Thinking in Absolutes: Healthier Than You Realize (Part 1 of 3)

According to the principles of cognitive therapy, black-and-white thinking is a major cause of emotional problems such as depression and anxiety. Also known as all-or-nothing thinking, many cognitive therapists define it as seeing things in black-or-white categories. If a situation falls short of perfect, you see it as a total failure. When a young woman on a diet eats a spoonful of ice cream, she tells herself, ‘I’ve blown my diet completely!’ This thought upsets her so much that she gobbles down an entire quart. This kind of thinking is also evident in people with temper problems. They describe their anger as going from ‘1 to 100’ in a flash. They find it difficult to distinguish between minor misunderstandings and outrageous injustices because they haven’t trained themselves to do so.

Does identifying the inherent unhealthiness of black-and-white thinking mean that it’s, in principle, irrational to think at all? Or to distinguish between the absolutism of right and wrong? Not according to this cognitive therapist. The issue with black-and-white thinking arises only when a person fails to make rational, objective distinctions. When discussing principle, there are, indeed, numerous areas in which ‘shades of gray’ do not apply: For example, that it’s always wrong to initiate force, or that it’s never right to perpetrate a fraud against an innocent person. Or that the law of gravity always applies under the proper conditions. The truth of these statements in no way eliminates the existence of rational distinctions.

For example: ‘It’s raining today. I can’t have my picnic. That’s OK. Tomorrow will be clear, according to the forecast, and I can do it then. Or next weekend.’ Or: ‘I blew it today. I didn’t exercise. It’s regrettable, but it has no bearing on tomorrow. Tomorrow I will exercise, first thing. And I’ll do it the next day, as well.’ An anxiety-ridden or depressed person, riddled with all-or-nothing thinking, fails to make such ordinary distinctions in aspects of his daily life, and suffers accordingly. It’s not that he’s intellectually incapable of making the distinctions—it’s just that his emotions get in the way.

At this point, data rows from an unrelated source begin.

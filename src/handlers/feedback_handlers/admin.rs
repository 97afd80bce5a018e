use std::collections::HashMap;

use actix_session::Session;
use actix_web::{web, HttpResponse};
use sqlx::PgPool;

use crate::auth::csrf;
use crate::auth::session::{RequestContext, set_flash};
use crate::errors::{AppError, render};
use crate::handlers::auth_handlers::{CsrfOnly, redirect};
use crate::models::feedback::{
    self, ALL_STATUSES, FeedbackFilter, FeedbackRow, FeedbackStatus, PORTFOLIOS, StatusUpdate,
    StatusUpdateForm,
};
use crate::models::notification::{self, Action, ContentType, NewNotification};
use crate::models::query_filter::{SelectOption, date_options};
use crate::models::user::{self, User};
use crate::notify::{Mailer, SmsSender, feedback_response_email};
use crate::templates_structs::{FeedbackAdminRow, FeedbackAdminTemplate, PageContext};

/// Result of a dashboard status update attempt.
#[derive(Debug)]
pub enum UpdateOutcome {
    Updated(FeedbackRow),
    /// Nothing was written; the message is shown on the dashboard.
    Denied(String),
    Invalid(String),
    NotFound,
}

fn parse_update(form: &StatusUpdateForm) -> Result<StatusUpdate, String> {
    let status = form
        .status
        .parse::<FeedbackStatus>()
        .map_err(|_| "Please choose a valid status".to_string())?;
    let assigned_to = match form.assigned_to.trim() {
        "" => None,
        raw => Some(raw.parse::<i64>().map_err(|_| "Invalid assignee".to_string())?),
    };
    if form.resolution.chars().count() > 5000 {
        return Err("Response must be at most 5000 characters".to_string());
    }
    Ok(StatusUpdate {
        status,
        assigned_to,
        resolution: form.resolution.trim().to_string(),
    })
}

/// Permission-checked update of status, assignee and response.
pub async fn apply_status_update(
    pool: &PgPool,
    rc: &RequestContext,
    id: i64,
    form: &StatusUpdateForm,
) -> Result<UpdateOutcome, AppError> {
    if !rc.has_permission("update", "feedback") {
        log::warn!("User {} tried to update feedback {id} without update:feedback", rc.user_id);
        return Ok(UpdateOutcome::Denied(
            "You do not have permission to update feedback.".to_string(),
        ));
    }
    let update = match parse_update(form) {
        Ok(u) => u,
        Err(msg) => return Ok(UpdateOutcome::Invalid(msg)),
    };
    if let Some(assignee) = update.assigned_to {
        if user::find_by_id(pool, assignee).await?.is_none() {
            return Ok(UpdateOutcome::Invalid("Invalid assignee".to_string()));
        }
    }
    if !feedback::update_status(pool, id, &update).await? {
        return Ok(UpdateOutcome::NotFound);
    }
    log::info!("User {} set feedback {id} to {}", rc.user_id, update.status);
    match feedback::find_by_id(pool, id).await? {
        Some(row) => Ok(UpdateOutcome::Updated(row)),
        None => Ok(UpdateOutcome::NotFound),
    }
}

fn status_options(current: &str) -> Vec<SelectOption> {
    SelectOption::list(ALL_STATUSES.iter().map(|s| (s.as_str(), s.label())), current)
}

fn assignee_options(assignees: &[User], current: Option<i64>) -> Vec<SelectOption> {
    let mut options = vec![SelectOption {
        value: String::new(),
        label: "Unassigned".to_string(),
        selected: current.is_none(),
    }];
    options.extend(assignees.iter().map(|u| SelectOption {
        value: u.id.to_string(),
        label: u.display_name(),
        selected: current == Some(u.id),
    }));
    options
}

fn with_blank(blank: &'static str, items: &[(&'static str, &'static str)], current: &str) -> Vec<SelectOption> {
    let mut options = SelectOption::list([("", blank)], current);
    options.extend(SelectOption::list(items.iter().copied(), current));
    options
}

async fn render_dashboard(
    pool: &PgPool,
    session: &Session,
    rc: &RequestContext,
    filter: &FeedbackFilter,
    error: Option<String>,
) -> Result<HttpResponse, AppError> {
    let ctx = PageContext::for_user(session, pool, rc, "/admin/feedback").await;
    let items = feedback::find_filtered(pool, filter).await?;
    let counts = feedback::status_counts(pool).await?;
    let assignees = user::find_assignees(pool).await?;

    let rows = items
        .into_iter()
        .map(|row| FeedbackAdminRow {
            status_options: status_options(&row.status),
            assignee_options: assignee_options(&assignees, row.assigned_to),
            row,
        })
        .collect();

    let statuses: Vec<(&'static str, &'static str)> =
        ALL_STATUSES.iter().map(|s| (s.as_str(), s.label())).collect();

    render(FeedbackAdminTemplate {
        ctx,
        rows,
        counts,
        status_filter: with_blank("All statuses", &statuses, filter.status.as_deref().unwrap_or("")),
        type_filter: with_blank("All portfolios", PORTFOLIOS, filter.category.as_deref().unwrap_or("")),
        date_filter: date_options(filter.date.map(|d| d.as_str()).unwrap_or("")),
        search: filter.search.clone().unwrap_or_default(),
        filter_active: !filter.is_empty(),
        can_update: rc.has_permission("update", "feedback"),
        error,
    })
}

pub async fn dashboard(
    pool: web::Data<PgPool>,
    session: Session,
    rc: RequestContext,
    query: web::Query<HashMap<String, String>>,
) -> Result<HttpResponse, AppError> {
    rc.require("read", "feedback")?;
    let filter = FeedbackFilter::from_query(&query);
    render_dashboard(&pool, &session, &rc, &filter, None).await
}

pub async fn update(
    pool: web::Data<PgPool>,
    session: Session,
    rc: RequestContext,
    path: web::Path<i64>,
    form: web::Form<StatusUpdateForm>,
    mailer: web::Data<Mailer>,
    sms: web::Data<SmsSender>,
) -> Result<HttpResponse, AppError> {
    rc.require("read", "feedback")?;
    csrf::validate_csrf(&session, &form.csrf_token)?;
    if form.update_status.is_none() {
        return Err(AppError::BadRequest("Missing update_status".to_string()));
    }

    let id = path.into_inner();
    match apply_status_update(&pool, &rc, id, &form).await? {
        UpdateOutcome::Updated(row) => {
            send_status_notifications(&pool, &mailer, &sms, &row, rc.user_id).await;
            set_flash(&session, "Feedback updated");
            Ok(redirect("/admin/feedback"))
        }
        UpdateOutcome::Denied(msg) | UpdateOutcome::Invalid(msg) => {
            render_dashboard(&pool, &session, &rc, &FeedbackFilter::default(), Some(msg)).await
        }
        UpdateOutcome::NotFound => Err(AppError::NotFound),
    }
}

pub async fn delete(
    pool: web::Data<PgPool>,
    session: Session,
    rc: RequestContext,
    path: web::Path<i64>,
    form: web::Form<CsrfOnly>,
) -> Result<HttpResponse, AppError> {
    rc.require("delete", "feedback")?;
    csrf::validate_csrf(&session, &form.csrf_token)?;
    let id = path.into_inner();
    if !feedback::delete(&pool, id).await? {
        return Err(AppError::NotFound);
    }
    log::info!("User {} deleted feedback {id}", rc.user_id);
    set_flash(&session, "Feedback deleted");
    Ok(redirect("/admin/feedback"))
}

/// Name to greet the submitter with in outbound messages.
fn contact_name(row: &FeedbackRow) -> String {
    match row.user_first_name.as_deref().map(str::trim) {
        Some(first) if !first.is_empty() => first.to_string(),
        _ => row.submitter_name.trim().to_string(),
    }
}

/// In-app notification, then email and SMS in the background. Errors are logged only.
async fn send_status_notifications(
    pool: &PgPool,
    mailer: &web::Data<Mailer>,
    sms: &web::Data<SmsSender>,
    row: &FeedbackRow,
    actor_id: i64,
) {
    let Ok(status) = row.status.parse::<FeedbackStatus>() else {
        return;
    };

    if let Some(submitter) = row.user_id {
        let note = NewNotification {
            content_type: ContentType::Feedback,
            action: Action::StatusChanged,
            title: format!("Your feedback to {} is now {}", row.subject_label(), status.label()),
            description: row.resolution.clone(),
            created_by: Some(actor_id),
            item_id: Some(row.id),
        };
        if let Err(e) = notification::notify_users(pool, &note, &[submitter]).await {
            log::warn!("Failed to notify submitter of feedback {}: {e}", row.id);
        }
    }

    let email = row.display_email();
    if status.should_notify(&row.resolution) && !email.is_empty() {
        let name = contact_name(row);
        match feedback_response_email(&name, row.subject_label(), status.label(), &row.resolution) {
            Ok((subject, body)) => {
                let mailer = mailer.clone();
                let feedback_id = row.id;
                actix_web::rt::spawn(async move {
                    let to_name = if name.is_empty() { None } else { Some(name.as_str()) };
                    match mailer.send(&email, to_name, &subject, &body).await {
                        Ok(()) => log::info!("Sent response email for feedback {feedback_id}"),
                        Err(e) => log::error!("Response email for feedback {feedback_id} failed: {e}"),
                    }
                });
            }
            Err(e) => log::error!("Rendering response email for feedback {} failed: {e}", row.id),
        }
    }

    let phone = row.user_phone.clone().unwrap_or_default();
    if !phone.trim().is_empty() && sms.is_enabled() {
        let message = format!(
            "SRC: your feedback to {} is now {}.",
            row.subject_label(),
            status.label()
        );
        let sms = sms.clone();
        let feedback_id = row.id;
        actix_web::rt::spawn(async move {
            if let Err(e) = sms.send(&phone, &message).await {
                log::warn!("SMS for feedback {feedback_id} failed: {e}");
            }
        });
    }
}

#[cfg(test)]
mod tests {
    use super::*;

    fn form(status: &str, assigned_to: &str, resolution: &str) -> StatusUpdateForm {
        StatusUpdateForm {
            status: status.into(),
            assigned_to: assigned_to.into(),
            resolution: resolution.into(),
            update_status: Some("1".into()),
            csrf_token: "t".into(),
        }
    }

    #[test]
    fn parse_update_accepts_blank_assignee() {
        let u = parse_update(&form("in_progress", "", " looking into it ")).unwrap();
        assert_eq!(u.status, FeedbackStatus::InProgress);
        assert_eq!(u.assigned_to, None);
        assert_eq!(u.resolution, "looking into it");
    }

    #[test]
    fn parse_update_rejects_bad_values() {
        assert!(parse_update(&form("closed", "", "")).is_err());
        assert!(parse_update(&form("resolved", "abc", "")).is_err());
        assert_eq!(parse_update(&form("resolved", "12", "")).unwrap().assigned_to, Some(12));
    }

    #[test]
    fn status_options_select_current_row_status() {
        let opts = status_options("resolved");
        let selected: Vec<_> = opts.iter().filter(|o| o.selected).map(|o| o.value.as_str()).collect();
        assert_eq!(selected, vec!["resolved"]);
    }
}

H.L. Mencken, writing about the psychology of murder and crime, made a fascinating point that dramatically reveals the need for rational distinctions. In an article entitled, ‘A Good Man Gone Wrong,’ Mencken wrote of the case of Henry Judd Gray. In 1925, Ruth Snyder, a Queens housewife, began an affair with Henry Judd Gray, a corset salesman. She soon began to plan the murder of her husband, enlisting the help of her new lover. Snyder first persuaded her husband to ‘purchase’ insurance. With the assistance of an insurance agent who forged his signature (who was subsequently sent to prison) a $48,000 life insurance policy was initiated that paid extra if an unexpected act of violence killed the victim. Ruth then made a series of varied attempts to kill him, all of which he survived. On March 20, 1927, Snyder and her secret lover abducted Albert Snyder and stuffed his nose full of chloroform-soaked rags. They then staged his death as part of a burglary gone bad. However, their ‘perfect crime’ was poorly conceived. Detectives noted that the burglar left little evidence of breaking into the house. Also, the behavior of Mrs. Snyder was not perfectly in tandem with her story of a terrorized wife witnessing her husband being killed. The evidence eventually revealed the killers’ guilt, and both were given the death penalty.

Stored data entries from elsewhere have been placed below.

use chrono::{DateTime, Utc};
use serde::Deserialize;

use crate::auth::roles::Role;

pub const STATUS_ACTIVE: &str = "Active";
pub const STATUS_INACTIVE: &str = "Inactive";

/// Internal user struct, includes the password hash.
#[derive(Debug, Clone, sqlx::FromRow)]
pub struct User {
    pub id: i64,
    pub username: String,
    pub email: Option<String>,
    pub password_hash: String,
    pub first_name: String,
    pub last_name: String,
    pub phone: String,
    pub role: String,
    pub status: String,
    pub oauth_provider: Option<String>,
    pub oauth_id: Option<String>,
    pub profile_picture: String,
    pub created_at: DateTime<Utc>,
    pub updated_at: DateTime<Utc>,
}

impl User {
    /// Unknown role strings degrade to the least privileged role.
    pub fn role(&self) -> Role {
        self.role.parse().unwrap_or(Role::User)
    }

    pub fn is_active(&self) -> bool {
        self.status == STATUS_ACTIVE
    }

    pub fn full_name(&self) -> String {
        format!("{} {}", self.first_name.trim(), self.last_name.trim())
            .trim()
            .to_string()
    }

    /// Full name when known, username otherwise.
    pub fn display_name(&self) -> String {
        let name = self.full_name();
        if name.is_empty() { self.username.clone() } else { name }
    }

    pub fn email_str(&self) -> &str {
        self.email.as_deref().unwrap_or("")
    }

    pub fn role_label(&self) -> &'static str {
        self.role().label()
    }
}

/// New user data for creation.
#[derive(Debug, Clone)]
pub struct NewUser {
    pub username: String,
    pub email: Option<String>,
    pub password_hash: String,
    pub first_name: String,
    pub last_name: String,
    pub role: Role,
    pub oauth_provider: Option<String>,
    pub oauth_id: Option<String>,
    pub profile_picture: String,
}

/// Empty-field backfill applied when an OAuth login links to an existing account.
#[derive(Debug, Clone, Default, PartialEq, Eq)]
pub struct OAuthLink {
    pub provider: String,
    pub oauth_id: String,
    pub first_name: Option<String>,
    pub last_name: Option<String>,
    pub profile_picture: Option<String>,
}

#[derive(Debug, Deserialize)]
pub struct RegisterForm {
    pub username: String,
    pub email: String,
    #[serde(default)]
    pub first_name: String,
    #[serde(default)]
    pub last_name: String,
    pub password: String,
    pub confirm_password: String,
    pub csrf_token: String,
}

/// Admin edit: role and status only.
#[derive(Debug, Deserialize)]
pub struct UserAdminForm {
    pub role: String,
    pub status: String,
    pub csrf_token: String,
}

#[derive(Debug, Deserialize)]
pub struct ProfileForm {
    #[serde(default)]
    pub first_name: String,
    #[serde(default)]
    pub last_name: String,
    #[serde(default)]
    pub phone: String,
    pub csrf_token: String,
}

#[derive(Debug, Deserialize)]
pub struct ChangePasswordForm {
    #[serde(default)]
    pub current_password: String,
    pub new_password: String,
    pub confirm_password: String,
    pub csrf_token: String,
}

#[cfg(test)]
mod tests {
    use super::*;

    fn user() -> User {
        User {
            id: 1,
            username: "ama".into(),
            email: Some("ama@uni.edu".into()),
            password_hash: String::new(),
            first_name: "Ama".into(),
            last_name: String::new(),
            phone: String::new(),
            role: "finance".into(),
            status: STATUS_ACTIVE.into(),
            oauth_provider: None,
            oauth_id: None,
            profile_picture: String::new(),
            created_at: Utc::now(),
            updated_at: Utc::now(),
        }
    }

    #[test]
    fn display_name_prefers_full_name() {
        assert_eq!(user().display_name(), "Ama");
        let nameless = User { first_name: String::new(), ..user() };
        assert_eq!(nameless.display_name(), "ama");
    }

    #[test]
    fn unknown_role_degrades_to_user() {
        assert_eq!(user().role(), Role::Finance);
        assert_eq!(User { role: "wizard".into(), ..user() }.role(), Role::User);
    }
}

Writing of the murderous Mr. Gray, who helped Mrs. Snyder kill her husband, Mencken says: ‘He emerges’as the almost perfect model of the Y.M.C.A. alumnus, the  conscientious husband and father, the Christian business man, the virtuous and God-fearing American. It was his very virtue, festering within him, that brought him to his appalling doom.’ In short, according to Mencken, Gray was not a criminal personality. He was a basically good man who got involved in an extramarital affair over which he felt disgusted and horrified. A true criminal would feel no guilt over such bad judgment, but Gray—given that he possessed a conscience—did . And this is what did him in.